# WHAT IS NEEDED
Begin at the top of the records and copy each line exactly. The line containing "must be rejected" is the last one to include.

# STUDY MATERIAL
******

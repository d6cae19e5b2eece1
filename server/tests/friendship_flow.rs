//! Friend request / friendship state machine tests

mod common;

use common::{create_customer, test_pool};
use plateful_server::AppError;
use plateful_server::db::repository::{friendship as friendship_repo, notification};
use plateful_server::services::friendship;
use shared::models::Notification;
use shared::types::RequestStatus;

#[tokio::test]
async fn friendship_is_symmetric_and_unique() {
    let pool = test_pool().await;
    let ana = create_customer(&pool, "Ana").await;
    let bruno = create_customer(&pool, "Bruno").await;

    friendship_repo::create(&pool, ana.id, bruno.id)
        .await
        .unwrap();

    assert!(friendship::are_friends(&pool, ana.id, bruno.id).await.unwrap());
    assert!(friendship::are_friends(&pool, bruno.id, ana.id).await.unwrap());

    // The reversed pair normalizes onto the same row and must be rejected
    let err = friendship_repo::create(&pool, bruno.id, ana.id)
        .await
        .unwrap_err();
    assert!(matches!(
        err,
        plateful_server::db::repository::RepoError::Duplicate(_)
    ));
}

#[tokio::test]
async fn friendship_rows_are_stored_in_normalized_order() {
    let pool = test_pool().await;
    let ana = create_customer(&pool, "Ana").await;
    let bruno = create_customer(&pool, "Bruno").await;
    let (low, high) = if ana.id < bruno.id {
        (ana.id, bruno.id)
    } else {
        (bruno.id, ana.id)
    };

    // Create from the "high" side; storage order must not depend on it
    let row = friendship_repo::create(&pool, high, low).await.unwrap();
    assert_eq!(row.user_a_id, low);
    assert_eq!(row.user_b_id, high);
}

#[tokio::test]
async fn send_request_rejects_self_unknown_and_existing() {
    let pool = test_pool().await;
    let ana = create_customer(&pool, "Ana").await;
    let bruno = create_customer(&pool, "Bruno").await;

    let err = friendship::send_friend_request(&pool, &ana, ana.id)
        .await
        .unwrap_err();
    assert!(matches!(err, AppError::Validation(_)));

    let err = friendship::send_friend_request(&pool, &ana, 999_999)
        .await
        .unwrap_err();
    assert!(matches!(err, AppError::NotFound(_)));

    friendship_repo::create(&pool, ana.id, bruno.id)
        .await
        .unwrap();
    let err = friendship::send_friend_request(&pool, &ana, bruno.id)
        .await
        .unwrap_err();
    assert!(matches!(err, AppError::Conflict(_)));
}

#[tokio::test]
async fn pending_request_blocks_both_directions() {
    let pool = test_pool().await;
    let ana = create_customer(&pool, "Ana").await;
    let bruno = create_customer(&pool, "Bruno").await;

    friendship::send_friend_request(&pool, &ana, bruno.id)
        .await
        .unwrap();

    let err = friendship::send_friend_request(&pool, &ana, bruno.id)
        .await
        .unwrap_err();
    assert!(matches!(err, AppError::Conflict(_)));

    // The reverse direction is blocked while the first is PENDING
    let err = friendship::send_friend_request(&pool, &bruno, ana.id)
        .await
        .unwrap_err();
    assert!(matches!(err, AppError::Conflict(_)));
}

#[tokio::test]
async fn accept_creates_friendship_and_notifies_sender() {
    let pool = test_pool().await;
    let ana = create_customer(&pool, "Ana").await;
    let bruno = create_customer(&pool, "Bruno").await;

    let request = friendship::send_friend_request(&pool, &ana, bruno.id)
        .await
        .unwrap();

    let (request_id, sender_id, receiver_id, status) = match &request {
        Notification::Request {
            id,
            sender_id,
            receiver_id,
            status,
            ..
        } => (*id, *sender_id, *receiver_id, *status),
        other => panic!("expected a request, got {other:?}"),
    };
    assert_eq!(sender_id, ana.id);
    assert_eq!(receiver_id, bruno.id);
    assert_eq!(status, RequestStatus::Pending);

    let accepted = friendship::accept_request(&pool, &bruno, request_id)
        .await
        .unwrap();
    match accepted {
        Notification::Request { status, .. } => assert_eq!(status, RequestStatus::Accepted),
        other => panic!("expected a request, got {other:?}"),
    }

    assert!(friendship::are_friends(&pool, ana.id, bruno.id).await.unwrap());

    // The sender receives a plain acceptance notification
    let rows = notification::find_by_receiver(&pool, ana.id).await.unwrap();
    let accepted_note = rows
        .iter()
        .find(|row| row.kind == shared::types::NotificationKind::Plain)
        .expect("acceptance notification");
    assert!(accepted_note.message.contains("accepted"));
}

#[tokio::test]
async fn accept_is_single_shot() {
    let pool = test_pool().await;
    let ana = create_customer(&pool, "Ana").await;
    let bruno = create_customer(&pool, "Bruno").await;

    let request = friendship::send_friend_request(&pool, &ana, bruno.id)
        .await
        .unwrap();
    let request_id = request.id();

    friendship::accept_request(&pool, &bruno, request_id)
        .await
        .unwrap();

    // ACCEPTED is terminal: neither accept nor reject may run again
    let err = friendship::accept_request(&pool, &bruno, request_id)
        .await
        .unwrap_err();
    assert!(matches!(err, AppError::BusinessRule(_)));

    let err = friendship::reject_request(&pool, &bruno, request_id)
        .await
        .unwrap_err();
    assert!(matches!(err, AppError::BusinessRule(_)));
}

#[tokio::test]
async fn only_the_receiver_may_act() {
    let pool = test_pool().await;
    let ana = create_customer(&pool, "Ana").await;
    let bruno = create_customer(&pool, "Bruno").await;
    let carla = create_customer(&pool, "Carla").await;

    let request = friendship::send_friend_request(&pool, &ana, bruno.id)
        .await
        .unwrap();

    // Neither the sender nor a third party can act on it
    let err = friendship::accept_request(&pool, &ana, request.id())
        .await
        .unwrap_err();
    assert!(matches!(err, AppError::Forbidden(_)));

    let err = friendship::reject_request(&pool, &carla, request.id())
        .await
        .unwrap_err();
    assert!(matches!(err, AppError::Forbidden(_)));
}

#[tokio::test]
async fn reject_has_no_side_effect() {
    let pool = test_pool().await;
    let ana = create_customer(&pool, "Ana").await;
    let bruno = create_customer(&pool, "Bruno").await;

    let request = friendship::send_friend_request(&pool, &ana, bruno.id)
        .await
        .unwrap();

    let rejected = friendship::reject_request(&pool, &bruno, request.id())
        .await
        .unwrap();
    match rejected {
        Notification::Request { status, .. } => assert_eq!(status, RequestStatus::Rejected),
        other => panic!("expected a request, got {other:?}"),
    }

    assert!(!friendship::are_friends(&pool, ana.id, bruno.id).await.unwrap());

    // After the rejection a fresh request may be sent again
    friendship::send_friend_request(&pool, &ana, bruno.id)
        .await
        .unwrap();
}

#[tokio::test]
async fn unknown_or_plain_notification_is_not_a_request() {
    let pool = test_pool().await;
    let ana = create_customer(&pool, "Ana").await;

    let err = friendship::accept_request(&pool, &ana, 123_456)
        .await
        .unwrap_err();
    assert!(matches!(err, AppError::NotFound(_)));

    // A plain notification id must not be acceptable
    let plain = notification::create_plain(&pool, ana.id, "Welcome!").await.unwrap();
    let err = friendship::accept_request(&pool, &ana, plain.id)
        .await
        .unwrap_err();
    assert!(matches!(err, AppError::NotFound(_)));
}

#[tokio::test]
async fn remove_friend_is_symmetric() {
    let pool = test_pool().await;
    let ana = create_customer(&pool, "Ana").await;
    let bruno = create_customer(&pool, "Bruno").await;

    let request = friendship::send_friend_request(&pool, &ana, bruno.id)
        .await
        .unwrap();
    friendship::accept_request(&pool, &bruno, request.id())
        .await
        .unwrap();

    // Either side may remove the friendship
    friendship::remove_friend(&pool, &bruno, ana.id)
        .await
        .unwrap();
    assert!(!friendship::are_friends(&pool, ana.id, bruno.id).await.unwrap());

    // Removing again fails: they are no longer friends
    let err = friendship::remove_friend(&pool, &ana, bruno.id)
        .await
        .unwrap_err();
    assert!(matches!(err, AppError::BusinessRule(_)));
}

#[tokio::test]
async fn pending_listing_and_friend_listing() {
    let pool = test_pool().await;
    let ana = create_customer(&pool, "Ana").await;
    let bruno = create_customer(&pool, "Bruno").await;
    let carla = create_customer(&pool, "Carla").await;

    friendship::send_friend_request(&pool, &ana, bruno.id)
        .await
        .unwrap();
    let from_carla = friendship::send_friend_request(&pool, &carla, bruno.id)
        .await
        .unwrap();

    let pending = notification::find_pending_for(&pool, bruno.id).await.unwrap();
    assert_eq!(pending.len(), 2);

    friendship::accept_request(&pool, &bruno, from_carla.id())
        .await
        .unwrap();

    let pending = notification::find_pending_for(&pool, bruno.id).await.unwrap();
    assert_eq!(pending.len(), 1);

    let friends = friendship::list_friends(&pool, bruno.id).await.unwrap();
    assert_eq!(friends.len(), 1);
    assert_eq!(friends[0].id, carla.id);
}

******

# ANSWER BOX
repository d6cae19e5b2eece1
filename server/tests/friendship_flow.rs
//! Friend request / friendship state machine tests

mod common;

use common::{create_customer, test_pool};
use plateful_server::AppError;
use plateful_server::db::repository::{friendship as friendship_repo, notification};
use plateful_server::services::friendship;
use shared::models::Notification;
use shared::types::RequestStatus;

#[tokio::test]
async fn friendship_is_symmetric_and_unique() {
    let pool = test_pool().await;
    let ana = create_customer(&pool, "Ana").await;
    let bruno = create_customer(&pool, "Bruno").await;

    friendship_repo::create(&pool, ana.id, bruno.id)
        .await
        .unwrap();

    assert!(friendship::are_friends(&pool, ana.id, bruno.id).await.unwrap());
    assert!(friendship::are_friends(&pool, bruno.id, ana.id).await.unwrap());

    // The reversed pair normalizes onto the same row and must be rejected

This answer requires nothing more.